Http-request redirect and ACL

Hi,

I would like to add conditional https rewrite to my configuration.

Is there a way to “reconcile” these two things ?

acl acl_tst hdr(host) test-site.domain.com
http-request add-header X-Forwarded-Proto https if { ssl_fc }

WORKING

http-request redirect scheme https if !{ hdr(Host) -i test-site.domain.com } !{ ssl_fc }

#SYNTAX ERROR
http-request redirect scheme https if !{ acl_tst } !{ ssl_fc }

I would like to declare the ACL once and use it everywhere, but is it only possible ?

Regards

http-request redirect scheme https if ! acl_tst  !{ ssl_fc }

Damn, so easy !
Thank you very much

Reason is: you can reference an ACL directly just by name ( if acl_test ).

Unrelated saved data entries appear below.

use axum::extract::State;
use axum::http::header::CONTENT_TYPE;
use axum::http::StatusCode;
use axum::response::{IntoResponse, Response};

use crate::interface::http::{AppState, SignedForm};
use crate::protocol::document::empty_acknowledgement;
use crate::shared::error::WebhookError;

fn xml(body: String) -> Response {
    ([(CONTENT_TYPE, "text/xml")], body).into_response()
}

pub(super) async fn receive_call(
    State(state): State<AppState>,
    signed: SignedForm,
) -> Result<Response, WebhookError> {
    let document = state
        .webhooks
        .receive_call(&signed.form, &signed.query, signed.host.as_deref())?;
    Ok(xml(document.render()))
}

pub(super) async fn refer_callback(State(state): State<AppState>, signed: SignedForm) -> Response {
    state.webhooks.refer_callback(&signed.query, &signed.form);
    xml(empty_acknowledgement())
}

pub(super) async fn status_callback(State(state): State<AppState>, signed: SignedForm) -> StatusCode {
    state.webhooks.status_callback(&signed.form);
    StatusCode::OK
}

However when you don’t have an named ACL, but want to directly match something, you use anonymous ACL’s, which you open and close with the { } signs ( if { hdr(host) test-site.domain.com } ). That’s the difference.

Thanks for this great explanation.

So { } is for a fetch, and “ssl_fc” is one, as is “hdr(host) test-site.domain.com
but nothing is required for a named ACL.

Could be a fetch, but really any ACL expression you’d otherwise use in the named ACL.